> [Work instruction]: The answer consists of one number: how many lines of the data below include the string "impl".

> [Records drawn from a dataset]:
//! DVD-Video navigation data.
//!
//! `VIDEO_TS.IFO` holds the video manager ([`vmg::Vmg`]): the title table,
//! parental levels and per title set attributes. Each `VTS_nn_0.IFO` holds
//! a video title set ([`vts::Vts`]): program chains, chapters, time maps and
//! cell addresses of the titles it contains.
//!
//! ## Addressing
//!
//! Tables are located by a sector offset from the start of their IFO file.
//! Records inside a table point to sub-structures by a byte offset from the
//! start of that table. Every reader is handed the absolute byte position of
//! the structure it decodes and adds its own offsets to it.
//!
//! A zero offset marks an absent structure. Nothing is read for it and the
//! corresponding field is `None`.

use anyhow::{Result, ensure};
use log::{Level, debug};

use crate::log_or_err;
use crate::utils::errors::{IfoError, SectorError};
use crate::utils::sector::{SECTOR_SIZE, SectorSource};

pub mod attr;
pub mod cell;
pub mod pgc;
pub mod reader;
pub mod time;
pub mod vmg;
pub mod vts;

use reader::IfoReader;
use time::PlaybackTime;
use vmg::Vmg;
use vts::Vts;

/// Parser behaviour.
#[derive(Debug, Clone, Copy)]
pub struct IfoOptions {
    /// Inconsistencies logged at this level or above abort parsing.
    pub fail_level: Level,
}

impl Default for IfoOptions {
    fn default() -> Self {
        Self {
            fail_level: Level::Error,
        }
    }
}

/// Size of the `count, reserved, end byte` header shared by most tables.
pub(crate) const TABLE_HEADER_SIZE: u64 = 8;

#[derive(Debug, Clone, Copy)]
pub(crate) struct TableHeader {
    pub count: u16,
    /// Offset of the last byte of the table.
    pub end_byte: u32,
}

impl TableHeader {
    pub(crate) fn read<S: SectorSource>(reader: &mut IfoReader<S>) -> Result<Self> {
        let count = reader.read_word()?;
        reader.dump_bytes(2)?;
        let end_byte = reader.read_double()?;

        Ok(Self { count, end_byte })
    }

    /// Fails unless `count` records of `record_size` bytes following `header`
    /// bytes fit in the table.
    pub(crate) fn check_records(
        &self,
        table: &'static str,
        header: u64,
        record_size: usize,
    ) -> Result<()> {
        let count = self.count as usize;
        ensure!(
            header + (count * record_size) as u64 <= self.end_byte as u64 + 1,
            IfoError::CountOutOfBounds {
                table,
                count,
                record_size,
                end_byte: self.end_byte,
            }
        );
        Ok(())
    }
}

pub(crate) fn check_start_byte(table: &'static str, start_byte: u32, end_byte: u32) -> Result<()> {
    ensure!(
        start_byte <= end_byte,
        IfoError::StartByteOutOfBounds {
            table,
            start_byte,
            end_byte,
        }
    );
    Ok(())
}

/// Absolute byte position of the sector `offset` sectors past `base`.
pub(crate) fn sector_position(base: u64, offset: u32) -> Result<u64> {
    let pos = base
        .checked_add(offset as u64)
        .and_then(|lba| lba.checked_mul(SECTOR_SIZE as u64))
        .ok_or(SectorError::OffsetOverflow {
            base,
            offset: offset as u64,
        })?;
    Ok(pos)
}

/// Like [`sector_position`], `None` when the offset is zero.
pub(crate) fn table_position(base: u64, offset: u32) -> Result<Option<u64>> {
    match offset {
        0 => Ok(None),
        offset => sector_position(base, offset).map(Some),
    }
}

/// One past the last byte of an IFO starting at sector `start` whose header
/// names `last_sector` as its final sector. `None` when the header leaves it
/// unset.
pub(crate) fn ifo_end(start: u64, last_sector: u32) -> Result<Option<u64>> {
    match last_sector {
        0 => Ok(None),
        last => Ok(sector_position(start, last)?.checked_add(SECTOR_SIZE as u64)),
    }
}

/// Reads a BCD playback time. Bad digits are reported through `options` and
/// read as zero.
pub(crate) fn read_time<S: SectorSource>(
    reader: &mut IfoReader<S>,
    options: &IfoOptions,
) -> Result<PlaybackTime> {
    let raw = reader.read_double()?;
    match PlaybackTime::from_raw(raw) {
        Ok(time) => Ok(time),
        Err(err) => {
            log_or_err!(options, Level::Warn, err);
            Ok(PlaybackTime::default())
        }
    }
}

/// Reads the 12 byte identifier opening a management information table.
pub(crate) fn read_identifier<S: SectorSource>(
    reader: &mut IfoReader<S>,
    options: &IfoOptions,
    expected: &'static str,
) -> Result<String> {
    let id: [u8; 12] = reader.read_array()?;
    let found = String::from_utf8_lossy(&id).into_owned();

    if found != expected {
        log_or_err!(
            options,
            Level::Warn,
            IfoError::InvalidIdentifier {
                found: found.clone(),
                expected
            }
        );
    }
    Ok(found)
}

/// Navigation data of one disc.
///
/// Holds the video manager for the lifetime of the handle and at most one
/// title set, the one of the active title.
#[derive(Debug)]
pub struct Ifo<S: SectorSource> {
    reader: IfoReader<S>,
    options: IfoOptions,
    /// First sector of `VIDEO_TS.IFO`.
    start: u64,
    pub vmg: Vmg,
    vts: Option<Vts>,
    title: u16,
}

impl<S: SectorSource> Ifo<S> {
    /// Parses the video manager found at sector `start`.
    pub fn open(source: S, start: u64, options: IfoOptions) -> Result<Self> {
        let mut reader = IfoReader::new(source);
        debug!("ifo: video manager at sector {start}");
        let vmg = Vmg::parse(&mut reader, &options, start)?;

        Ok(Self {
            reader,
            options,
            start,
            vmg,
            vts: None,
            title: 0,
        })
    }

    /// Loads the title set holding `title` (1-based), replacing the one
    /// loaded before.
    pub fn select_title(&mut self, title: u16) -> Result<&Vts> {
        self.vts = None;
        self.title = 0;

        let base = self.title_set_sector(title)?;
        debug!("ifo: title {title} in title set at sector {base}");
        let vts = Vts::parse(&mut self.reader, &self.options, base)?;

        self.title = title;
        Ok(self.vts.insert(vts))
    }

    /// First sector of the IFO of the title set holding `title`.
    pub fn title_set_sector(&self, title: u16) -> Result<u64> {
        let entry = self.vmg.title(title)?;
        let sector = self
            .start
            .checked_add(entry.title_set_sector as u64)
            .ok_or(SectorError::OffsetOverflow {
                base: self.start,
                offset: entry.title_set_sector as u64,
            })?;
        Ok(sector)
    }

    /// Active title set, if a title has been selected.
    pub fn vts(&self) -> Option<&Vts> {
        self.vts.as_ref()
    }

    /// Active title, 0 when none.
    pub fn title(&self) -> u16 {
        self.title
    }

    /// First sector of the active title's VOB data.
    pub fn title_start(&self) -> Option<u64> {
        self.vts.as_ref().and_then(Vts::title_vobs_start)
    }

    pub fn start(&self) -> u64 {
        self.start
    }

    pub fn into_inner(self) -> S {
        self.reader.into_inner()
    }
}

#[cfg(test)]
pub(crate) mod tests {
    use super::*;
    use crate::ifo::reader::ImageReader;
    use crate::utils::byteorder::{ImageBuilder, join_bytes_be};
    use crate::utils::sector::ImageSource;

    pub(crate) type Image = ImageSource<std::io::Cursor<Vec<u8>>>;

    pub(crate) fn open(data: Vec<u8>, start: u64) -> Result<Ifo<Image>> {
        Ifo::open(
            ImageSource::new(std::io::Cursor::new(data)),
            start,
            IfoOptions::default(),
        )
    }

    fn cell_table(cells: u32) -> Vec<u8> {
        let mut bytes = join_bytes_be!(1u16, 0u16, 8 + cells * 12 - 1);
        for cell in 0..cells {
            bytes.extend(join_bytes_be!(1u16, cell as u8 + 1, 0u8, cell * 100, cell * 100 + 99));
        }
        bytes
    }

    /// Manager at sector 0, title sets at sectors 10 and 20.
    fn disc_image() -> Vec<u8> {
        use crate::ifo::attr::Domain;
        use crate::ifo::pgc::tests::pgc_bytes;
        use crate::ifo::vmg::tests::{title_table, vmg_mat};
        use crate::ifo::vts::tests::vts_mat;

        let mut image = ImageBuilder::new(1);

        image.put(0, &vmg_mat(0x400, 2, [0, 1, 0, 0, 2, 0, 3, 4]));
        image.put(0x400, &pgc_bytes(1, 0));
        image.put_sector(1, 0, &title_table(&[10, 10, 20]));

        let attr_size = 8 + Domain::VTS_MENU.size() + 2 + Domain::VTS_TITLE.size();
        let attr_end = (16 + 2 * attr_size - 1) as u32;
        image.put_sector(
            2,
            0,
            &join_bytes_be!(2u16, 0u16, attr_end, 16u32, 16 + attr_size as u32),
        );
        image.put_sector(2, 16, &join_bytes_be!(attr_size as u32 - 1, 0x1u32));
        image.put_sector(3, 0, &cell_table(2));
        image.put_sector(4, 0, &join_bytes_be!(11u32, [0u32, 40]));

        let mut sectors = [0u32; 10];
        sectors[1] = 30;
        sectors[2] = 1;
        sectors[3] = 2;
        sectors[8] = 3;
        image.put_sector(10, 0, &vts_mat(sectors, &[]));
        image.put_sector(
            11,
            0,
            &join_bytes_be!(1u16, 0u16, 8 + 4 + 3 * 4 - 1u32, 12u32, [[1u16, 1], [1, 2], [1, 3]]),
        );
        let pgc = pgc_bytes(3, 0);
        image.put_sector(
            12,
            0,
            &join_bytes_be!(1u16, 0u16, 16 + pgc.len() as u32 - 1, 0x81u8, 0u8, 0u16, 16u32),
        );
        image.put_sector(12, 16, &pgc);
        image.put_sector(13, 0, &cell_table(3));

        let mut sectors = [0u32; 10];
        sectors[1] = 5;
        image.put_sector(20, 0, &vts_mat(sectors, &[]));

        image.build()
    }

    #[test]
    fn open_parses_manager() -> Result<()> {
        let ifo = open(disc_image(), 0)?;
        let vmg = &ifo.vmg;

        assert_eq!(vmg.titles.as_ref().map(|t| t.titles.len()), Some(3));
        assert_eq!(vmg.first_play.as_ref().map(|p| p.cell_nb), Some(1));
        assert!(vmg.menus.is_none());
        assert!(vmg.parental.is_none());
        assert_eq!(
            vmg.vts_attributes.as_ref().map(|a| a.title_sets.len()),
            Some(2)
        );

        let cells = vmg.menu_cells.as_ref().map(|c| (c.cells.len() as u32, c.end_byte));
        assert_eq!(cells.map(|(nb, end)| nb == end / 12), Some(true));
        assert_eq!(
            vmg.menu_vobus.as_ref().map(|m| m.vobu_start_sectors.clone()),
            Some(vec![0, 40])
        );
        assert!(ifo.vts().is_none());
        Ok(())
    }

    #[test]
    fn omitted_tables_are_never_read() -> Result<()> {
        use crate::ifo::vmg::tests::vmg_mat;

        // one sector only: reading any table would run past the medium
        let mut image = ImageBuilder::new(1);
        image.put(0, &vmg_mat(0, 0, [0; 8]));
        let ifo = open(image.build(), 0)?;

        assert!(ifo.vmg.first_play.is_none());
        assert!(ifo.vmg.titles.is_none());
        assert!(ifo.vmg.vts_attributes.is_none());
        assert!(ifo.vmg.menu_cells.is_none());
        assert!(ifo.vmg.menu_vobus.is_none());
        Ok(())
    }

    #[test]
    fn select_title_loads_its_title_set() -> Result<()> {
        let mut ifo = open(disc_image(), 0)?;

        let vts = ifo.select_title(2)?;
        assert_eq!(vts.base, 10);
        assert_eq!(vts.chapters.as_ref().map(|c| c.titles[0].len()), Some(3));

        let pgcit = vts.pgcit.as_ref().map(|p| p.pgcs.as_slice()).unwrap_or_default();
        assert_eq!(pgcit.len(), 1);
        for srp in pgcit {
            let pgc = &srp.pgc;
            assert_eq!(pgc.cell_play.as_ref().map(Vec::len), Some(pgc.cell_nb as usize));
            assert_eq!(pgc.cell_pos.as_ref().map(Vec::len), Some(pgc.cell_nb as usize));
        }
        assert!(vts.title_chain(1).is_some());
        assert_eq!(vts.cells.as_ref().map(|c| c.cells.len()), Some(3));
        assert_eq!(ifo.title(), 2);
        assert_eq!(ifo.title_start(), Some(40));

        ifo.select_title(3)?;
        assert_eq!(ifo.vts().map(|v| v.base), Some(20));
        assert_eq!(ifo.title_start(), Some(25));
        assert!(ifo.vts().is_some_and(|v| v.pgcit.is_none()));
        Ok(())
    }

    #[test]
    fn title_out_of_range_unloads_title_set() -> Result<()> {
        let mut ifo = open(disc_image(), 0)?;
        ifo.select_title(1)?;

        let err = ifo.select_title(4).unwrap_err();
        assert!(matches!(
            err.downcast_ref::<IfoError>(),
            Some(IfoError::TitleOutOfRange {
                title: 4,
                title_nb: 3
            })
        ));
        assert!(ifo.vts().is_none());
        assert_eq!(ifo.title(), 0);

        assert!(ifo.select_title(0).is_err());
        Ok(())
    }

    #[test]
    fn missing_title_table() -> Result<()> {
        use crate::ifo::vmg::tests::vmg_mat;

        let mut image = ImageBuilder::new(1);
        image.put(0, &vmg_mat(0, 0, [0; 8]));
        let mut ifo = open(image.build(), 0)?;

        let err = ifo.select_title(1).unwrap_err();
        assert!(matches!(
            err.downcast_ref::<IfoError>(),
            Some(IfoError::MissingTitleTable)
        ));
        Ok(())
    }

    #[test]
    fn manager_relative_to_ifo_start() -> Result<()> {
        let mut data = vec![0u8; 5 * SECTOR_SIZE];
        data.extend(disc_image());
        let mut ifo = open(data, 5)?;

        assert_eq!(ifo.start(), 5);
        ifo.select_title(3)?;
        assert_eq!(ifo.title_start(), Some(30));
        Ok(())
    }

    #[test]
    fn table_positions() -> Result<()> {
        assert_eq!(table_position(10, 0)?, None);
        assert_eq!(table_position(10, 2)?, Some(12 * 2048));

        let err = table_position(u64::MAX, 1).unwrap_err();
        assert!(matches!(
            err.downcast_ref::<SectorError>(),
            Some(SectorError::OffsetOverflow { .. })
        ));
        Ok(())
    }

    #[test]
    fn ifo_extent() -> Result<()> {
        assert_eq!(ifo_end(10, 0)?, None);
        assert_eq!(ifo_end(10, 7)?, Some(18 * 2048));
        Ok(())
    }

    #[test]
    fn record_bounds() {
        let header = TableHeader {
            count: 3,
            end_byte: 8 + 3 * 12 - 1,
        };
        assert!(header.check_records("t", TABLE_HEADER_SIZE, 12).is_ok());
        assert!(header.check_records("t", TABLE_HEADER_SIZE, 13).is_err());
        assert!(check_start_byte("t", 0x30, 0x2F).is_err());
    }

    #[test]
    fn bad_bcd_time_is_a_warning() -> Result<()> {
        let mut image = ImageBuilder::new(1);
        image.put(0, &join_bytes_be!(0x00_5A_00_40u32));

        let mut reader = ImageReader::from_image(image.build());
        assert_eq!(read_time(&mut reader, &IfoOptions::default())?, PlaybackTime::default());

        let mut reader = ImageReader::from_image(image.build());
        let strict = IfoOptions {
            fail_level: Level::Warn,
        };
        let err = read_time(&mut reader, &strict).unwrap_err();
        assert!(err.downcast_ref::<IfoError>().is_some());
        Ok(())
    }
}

> [Your solution]: 3